Several investigators have noted that hormone-dependent development of endometriosis implants lags behind that of simultaneously analysed eutopic endometrium. With the recent discovery of the oestrogen receptor-β (ER-β) isoform, the aim of this study was to investigate whether differences in the expression of ER-α and ER-β might explain this observation. mRNA transcripts from endometrial stromal cells isolated from normal endometrium (NE) and from endometriomas (EI) were analysed using a semi-quantitative reverse transcription–polymerase chain reaction (RT–PCR) technique. RT–PCR and Southern blot analyses of the two ER isoforms indicated that NE and EI stromal cells predominantly express ER-α mRNA, however the relative concentrations of ER isoform mRNA transcripts differed between the two cell types. Steady-state ER-α:ER-β mRNA ratios were 15.5 ± 2.8 and 5.2 ± 0.9 respectively for NE and EI cells (P = 0.02).

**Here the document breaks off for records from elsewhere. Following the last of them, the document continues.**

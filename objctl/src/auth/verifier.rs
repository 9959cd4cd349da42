//! Bearer-token verification strategies.
//!
//! The strategy is selected once at startup from the OIDC configuration, not
//! per request: a configured public signing key selects [`LocalKeyVerifier`];
//! otherwise tokens are round-tripped to the provider's introspection
//! endpoint by [`RemoteIntrospectionVerifier`].

use crate::{auth::identity::TokenClaims, config::OidcConfig, errors::Error};
use jsonwebtoken::{Algorithm, DecodingKey, Validation, decode};
use serde::Deserialize;
use tracing::instrument;

/// Wraps bare SPKI key material with the PEM public-key header and footer.
pub fn spki_wrapper(spki: &str) -> String {
    format!("-----BEGIN PUBLIC KEY-----\n{spki}\n-----END PUBLIC KEY-----")
}

/// Decode a token's payload without checking its signature.
///
/// Only valid on tokens that have already been verified: decoding is plain
/// base64 plus serde and performs no trust-relevant parsing.
pub fn decode_unverified(token: &str) -> Result<TokenClaims, Error> {
    let mut validation = Validation::new(Algorithm::RS256);
    validation.insecure_disable_signature_validation();
    validation.validate_exp = false;
    validation.validate_aud = false;
    validation.required_spec_claims.clear();

    decode::<TokenClaims>(token, &DecodingKey::from_secret(&[]), &validation)
        .map(|data| data.claims)
        .map_err(|e| Error::InvalidToken { detail: e.to_string() })
}

/// Token verification strategy, fixed at startup.
pub enum TokenVerifier {
    Local(LocalKeyVerifier),
    Remote(RemoteIntrospectionVerifier),
}

impl TokenVerifier {
    /// Select and construct the verification strategy for the configured
    /// identity provider.
    pub fn from_config(oidc: &OidcConfig) -> Result<Self, Error> {
        match &oidc.public_key {
            Some(key) => Ok(TokenVerifier::Local(LocalKeyVerifier::new(key, oidc.issuer())?)),
            None => Ok(TokenVerifier::Remote(RemoteIntrospectionVerifier::new(oidc))),
        }
    }

    /// Verify a bearer token and return its decoded claims.
    pub async fn verify(&self, token: &str) -> Result<TokenClaims, Error> {
        match self {
            TokenVerifier::Local(verifier) => verifier.verify(token),
            TokenVerifier::Remote(verifier) => verifier.verify(token).await,
        }
    }
}

/// Verifies token signature and issuer locally with a pre-configured key.
pub struct LocalKeyVerifier {
    key: DecodingKey,
    validation: Validation,
}

impl LocalKeyVerifier {
    pub fn new(key_material: &str, issuer: String) -> Result<Self, Error> {
        let pem = if key_material.trim_start().starts_with("-----BEGIN") {
            key_material.to_string()
        } else {
            spki_wrapper(key_material.trim())
        };

        let key = DecodingKey::from_rsa_pem(pem.as_bytes())
            .map_err(|e| Error::Other(anyhow::anyhow!("Invalid OIDC public key: {e}")))?;

        let mut validation = Validation::new(Algorithm::RS256);
        validation.set_issuer(&[issuer]);

        Ok(Self { key, validation })
    }

    #[instrument(skip_all)]
    pub fn verify(&self, token: &str) -> Result<TokenClaims, Error> {
        decode::<TokenClaims>(token, &self.key, &self.validation)
            .map(|data| data.claims)
            .map_err(|e| Error::InvalidToken { detail: e.to_string() })
    }
}

#[derive(Debug, Deserialize)]
struct IntrospectionResponse {
    active: bool,
}

/// Delegates token validation to the identity provider's introspection
/// endpoint.
pub struct RemoteIntrospectionVerifier {
    http: reqwest::Client,
    introspection_url: String,
    client_id: Option<String>,
    client_secret: Option<String>,
}

impl RemoteIntrospectionVerifier {
    pub fn new(oidc: &OidcConfig) -> Self {
        Self {
            http: reqwest::Client::new(),
            introspection_url: oidc.introspection_url(),
            client_id: oidc.client_id.clone(),
            client_secret: oidc.client_secret.clone(),
        }
    }

    #[instrument(skip_all)]
    pub async fn verify(&self, token: &str) -> Result<TokenClaims, Error> {
        let mut form = vec![("token", token.to_string())];
        if let Some(client_id) = &self.client_id {
            form.push(("client_id", client_id.clone()));
        }
        if let Some(client_secret) = &self.client_secret {
            form.push(("client_secret", client_secret.clone()));
        }

        let response = self
            .http
            .post(&self.introspection_url)
            .form(&form)
            .send()
            .await
            .and_then(|r| r.error_for_status())
            .map_err(|e| Error::InvalidToken {
                detail: format!("Token introspection failed: {e}"),
            })?;

        let introspection: IntrospectionResponse = response.json().await.map_err(|e| Error::InvalidToken {
            detail: format!("Token introspection returned an unexpected body: {e}"),
        })?;

        if !introspection.active {
            return Err(Error::InvalidToken {
                detail: "Invalid authorization token".to_string(),
            });
        }

        // Signature already vouched for by the introspection endpoint
        decode_unverified(token)
    }
}

#[cfg(test)]
mod tests {
    use super::*;
    use crate::config::OidcConfig;
    use crate::test_utils::{TEST_RSA_PUBLIC_PEM, sign_test_token, tamper_signature, test_claims};
    use url::Url;
    use wiremock::matchers::{body_string_contains, method, path};
    use wiremock::{Mock, MockServer, ResponseTemplate};

    const ISSUER: &str = "https://auth.example.com/realms/storage";

    #[test]
    fn test_spki_wrapper() {
        let wrapped = spki_wrapper("MIIBIjANBgkqhkiG9w0BAQEFA");
        assert_eq!(
            wrapped,
            "-----BEGIN PUBLIC KEY-----\nMIIBIjANBgkqhkiG9w0BAQEFA\n-----END PUBLIC KEY-----"
        );
    }

    #[test]
    fn test_local_verify_valid_token() {
        let verifier = LocalKeyVerifier::new(TEST_RSA_PUBLIC_PEM, ISSUER.to_string()).unwrap();
        let token = sign_test_token(&test_claims(), ISSUER);

        let claims = verifier.verify(&token).unwrap();
        assert_eq!(claims.sub, test_claims().sub);
        assert_eq!(claims.email, test_claims().email);
    }

    #[test]
    fn test_local_verify_rejects_tampered_signature() {
        let verifier = LocalKeyVerifier::new(TEST_RSA_PUBLIC_PEM, ISSUER.to_string()).unwrap();
        let tampered = tamper_signature(&sign_test_token(&test_claims(), ISSUER));

        let err = verifier.verify(&tampered).unwrap_err();
        assert!(matches!(err, Error::InvalidToken { .. }));
    }

    #[test]
    fn test_local_verify_rejects_wrong_issuer() {
        let verifier = LocalKeyVerifier::new(TEST_RSA_PUBLIC_PEM, ISSUER.to_string()).unwrap();
        let token = sign_test_token(&test_claims(), "https://rogue.example.com/realms/storage");

        let err = verifier.verify(&token).unwrap_err();
        assert!(matches!(err, Error::InvalidToken { .. }));
    }

    #[test]
    fn test_local_verifier_accepts_bare_spki_material() {
        // Strip the PEM armor; the verifier should wrap it back
        let bare: String = TEST_RSA_PUBLIC_PEM
            .lines()
            .filter(|line| !line.starts_with("-----"))
            .collect::<Vec<_>>()
            .join("\n");

        let verifier = LocalKeyVerifier::new(&bare, ISSUER.to_string()).unwrap();
        let token = sign_test_token(&test_claims(), ISSUER);
        assert!(verifier.verify(&token).is_ok());
    }

    #[test]
    fn test_decode_unverified_reads_claims_without_key() {
        let token = sign_test_token(&test_claims(), ISSUER);
        let claims = decode_unverified(&token).unwrap();
        assert_eq!(claims.sub, test_claims().sub);
    }

    fn remote_oidc_config(server_url: &str) -> OidcConfig {
        OidcConfig {
            server_url: Url::parse(server_url).unwrap(),
            realm: "storage".to_string(),
            public_key: None,
            client_id: Some("objctl".to_string()),
            client_secret: Some("secret".to_string()),
        }
    }

    #[tokio::test]
    async fn test_remote_verify_active_token() {
        let server = MockServer::start().await;
        Mock::given(method("POST"))
            .and(path("/realms/storage/protocol/openid-connect/token/introspect"))
            .and(body_string_contains("client_id=objctl"))
            .respond_with(ResponseTemplate::new(200).set_body_json(serde_json::json!({"active": true})))
            .mount(&server)
            .await;

        let config = remote_oidc_config(&server.uri());
        let verifier = RemoteIntrospectionVerifier::new(&config);
        let token = sign_test_token(&test_claims(), ISSUER);

        let claims = verifier.verify(&token).await.unwrap();
        assert_eq!(claims.sub, test_claims().sub);
    }

    #[tokio::test]
    async fn test_remote_verify_rejects_inactive_token() {
        let server = MockServer::start().await;
        Mock::given(method("POST"))
            .and(path("/realms/storage/protocol/openid-connect/token/introspect"))
            .respond_with(ResponseTemplate::new(200).set_body_json(serde_json::json!({"active": false})))
            .mount(&server)
            .await;

        let config = remote_oidc_config(&server.uri());
        let verifier = RemoteIntrospectionVerifier::new(&config);
        let token = sign_test_token(&test_claims(), ISSUER);

        let err = verifier.verify(&token).await.unwrap_err();
        assert!(matches!(err, Error::InvalidToken { .. }));
    }

    #[tokio::test]
    async fn test_remote_verify_surfaces_endpoint_failure() {
        let server = MockServer::start().await;
        Mock::given(method("POST"))
            .and(path("/realms/storage/protocol/openid-connect/token/introspect"))
            .respond_with(ResponseTemplate::new(500))
            .mount(&server)
            .await;

        let config = remote_oidc_config(&server.uri());
        let verifier = RemoteIntrospectionVerifier::new(&config);
        let token = sign_test_token(&test_claims(), ISSUER);

        let err = verifier.verify(&token).await.unwrap_err();
        assert!(matches!(err, Error::InvalidToken { .. }));
    }

    #[test]
    fn test_strategy_selection_follows_configuration() {
        let mut config = remote_oidc_config("https://auth.example.com");
        assert!(matches!(
            TokenVerifier::from_config(&config).unwrap(),
            TokenVerifier::Remote(_)
        ));

        config.public_key = Some(TEST_RSA_PUBLIC_PEM.to_string());
        assert!(matches!(
            TokenVerifier::from_config(&config).unwrap(),
            TokenVerifier::Local(_)
        ));
    }
}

NE and EI stromal cells expressed ER proteins with similar K_d (~0.9 nM) and densities (~24 500 binding sites/cell) respectively. Functional ER expression was indicated by an increase in progesterone receptor concentrations of ~60% (P = 0.03) after incubation with 10 nM oestradiol. We postulate that differential transcript processing, ligand specificity and biological actions of the ER-α and -β isoforms may influence differential growth responses in normal and ectopic endometrium.